3. The insertion apparatus of Claim 1 , wherein the surgical component is a minimally supported graft.

4. The insertion apparatus of Claim 1 , wherein the attachment means comprises an attachment loop, and at least one attachment wire.

5. An insertion apparatus for deploying a surgical component to a site in a vessel comprising: at least one attachment wire with a first end and a second end; wherein the first end of the at least one attachment wire is releaseably connected to the surgical component; and wherein the attachment wire positions the surgical component at a site in the vessel.

6. The insertion apparatus of Claim 5, further comprising a fastener delivery catheter.

7. The insertion apparatus of Claim 5, further comprising an introducer sheath.

8. An insertion system for deploying a surgical component to a site in a vessel comprising: a surgical component, wherein the surgical component is a minimally supported graft; an insertion apparatus; attachment means for attaching the surgical component to the insertion apparatus, wherein the attachment means is releasably connected to the surgical component; and release means for releasing the attachment means from the surgical component, wherein the release means is in communication with the attachment means.

9. The insertion system of Claim 8, further comprising a fastening means for fastening the surgical component to the vessel.

10. The insertion system of Claim 8, further comprising a fastener delivery catheter.

1 1 . An insertion system for deploying a surgical component to a site in a vessel comprising: a catheter handle, wherein the catheter handle comprises; a handle; a catheter assembly; a rack assembly; a pusher assembly; a control sleeve assembly; and an interlock assembly.

12. A method for positioning a surgical component with an insertion apparatus to a site in a vessel comprising the steps of: introducing the insertion apparatus proximal to the site in the vessel; fastening the surgical component to the vessel; activating the insertion apparatus; and withdrawing the insertion apparatus.

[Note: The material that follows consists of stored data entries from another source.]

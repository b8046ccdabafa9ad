//! JWT access tokens.

use chrono::{Duration, Utc};
use jsonwebtoken::{DecodingKey, EncodingKey, Header, Validation, decode, encode};
use serde::{Deserialize, Serialize};
use uuid::Uuid;

use super::AuthError;

/// Claims carried by an access token.
#[derive(Debug, Clone, Serialize, Deserialize)]
pub struct Claims {
    /// Username the token was issued to.
    pub sub: String,
    /// Token id, for audit trails.
    pub jti: String,
    pub iat: usize,
    pub exp: usize,
}

#[derive(Clone)]
pub struct TokenMaker {
    secret: String,
    ttl: Duration,
}

impl TokenMaker {
    pub fn new(secret: impl Into<String>, ttl_secs: i64) -> Self {
        Self {
            secret: secret.into(),
            ttl: Duration::seconds(ttl_secs),
        }
    }

    pub fn create_token(&self, username: &str) -> Result<(String, Claims), AuthError> {
        let now = Utc::now();
        let claims = Claims {
            sub: username.to_owned(),
            jti: Uuid::new_v4().to_string(),
            iat: now.timestamp() as usize,
            exp: (now + self.ttl).timestamp() as usize,
        };

        let token = encode(
            &Header::default(),
            &claims,
            &EncodingKey::from_secret(self.secret.as_bytes()),
        )?;
        Ok((token, claims))
    }

    pub fn verify_token(&self, token: &str) -> Result<Claims, AuthError> {
        decode::<Claims>(
            token,
            &DecodingKey::from_secret(self.secret.as_bytes()),
            &Validation::default(),
        )
        .map(|data| data.claims)
        .map_err(|e| match e.kind() {
            jsonwebtoken::errors::ErrorKind::ExpiredSignature => AuthError::ExpiredToken,
            _ => AuthError::InvalidToken,
        })
    }
}

#[cfg(test)]
mod tests {
    use super::*;

    #[test]
    fn create_and_verify_roundtrip() {
        let maker = TokenMaker::new("test-secret", 900);
        let (token, issued) = maker.create_token("alice").unwrap();

        let claims = maker.verify_token(&token).unwrap();
        assert_eq!(claims.sub, "alice");
        assert_eq!(claims.jti, issued.jti);
        assert!(claims.exp > claims.iat);
    }

    #[test]
    fn expired_token_is_rejected() {
        // Issued already past the default validation leeway.
        let maker = TokenMaker::new("test-secret", -120);
        let (token, _) = maker.create_token("alice").unwrap();

        assert!(matches!(
            maker.verify_token(&token),
            Err(AuthError::ExpiredToken)
        ));
    }

    #[test]
    fn token_from_other_secret_is_rejected() {
        let maker = TokenMaker::new("test-secret", 900);
        let other = TokenMaker::new("other-secret", 900);
        let (token, _) = other.create_token("alice").unwrap();

        assert!(matches!(
            maker.verify_token(&token),
            Err(AuthError::InvalidToken)
        ));
    }
}
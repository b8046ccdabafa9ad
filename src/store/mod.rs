//! PostgreSQL-backed ledger storage.
//!
//! Row accessors are generic over the executor, so the same query runs
//! against the connection pool or inside a live transaction. The
//! transactional units of work (transfer engine, cascading user delete)
//! live in [`tx`]; driver errors are classified once, in [`error`].

pub mod db;
pub mod error;
pub mod models;

pub mod accounts;
pub mod entries;
pub mod transfers;
pub mod users;

pub mod tx;

pub use db::Database;
pub use error::{ConstraintKind, StoreError};
pub use models::{Account, Entry, Transfer, User};
pub use tx::{Store, TransferTxParams, TransferTxResult};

13. A surgical fastener having a first and a second end for securing at least two surfaces together comprising,

a first configuration wherein said fastener is coupled to a restraining device holding said fastener,

a second configuration wherein said fastener is released from said restraining device, said second configuration having a substantially spiral shape, wherein said second configuration is spring biased along an axis

perpendicular to said at least two surfaces that are being secured together, wherein said first end and said second end are spring biased towards each other, and

a rib extending along the longitudinal axis of said surgical fastener.

14. The surgical fastener of Claim 13 further comprising at least one finger having a top end and a bottom end wherein at least either said top end or said bottom end are in communication with said rib.

15. The surgical fastener of Claim 14 wherein both said top end and said bottom end are in communication with said rib.

16. The surgical fastener of Claim 15 having at least two fingers and having occlusive material disposed between said fingers.

17. The surgical fastener of Claim 16 wherein said occlusive material is foam or sponge.

18. The surgical fastener of Claim 15 wherein said finger further comprises at least one serrated edge.

19. The surgical fastener of Claim 15 wherein said finger has a tapered width that is generally greater proximate to said top and said bottom end.

20. The surgical fastener of Claim 13 having diameter between 0.0254 mm and 2.54 mm.

21 . The surgical fastener of Claim 13 having diameter between 0.508 mm and 1 .524 mm.

22. The surgical fastener of Claim 13 wherein said rib extends helically along said vertical axis of said fastener.

23. The surgical fastener of Claim 13 wherein said fastener is composed of a shape memory metal alloy.

24. The surgical fastener of Claim 23 wherein said shape memory metal alloy is Nitinol.

25. The surgical fastener of Claim 13 wherein said surgical fastener is laser cut.

26. The surgical fastener of Claim 13 wherein said rib in said second configuration is opposite a radius of the turn of said spiral shape.

27. An occlusive system for use at a surgical site comprising;

a surgical fastener, and

an occlusive device in cooperation with said surgical fastener.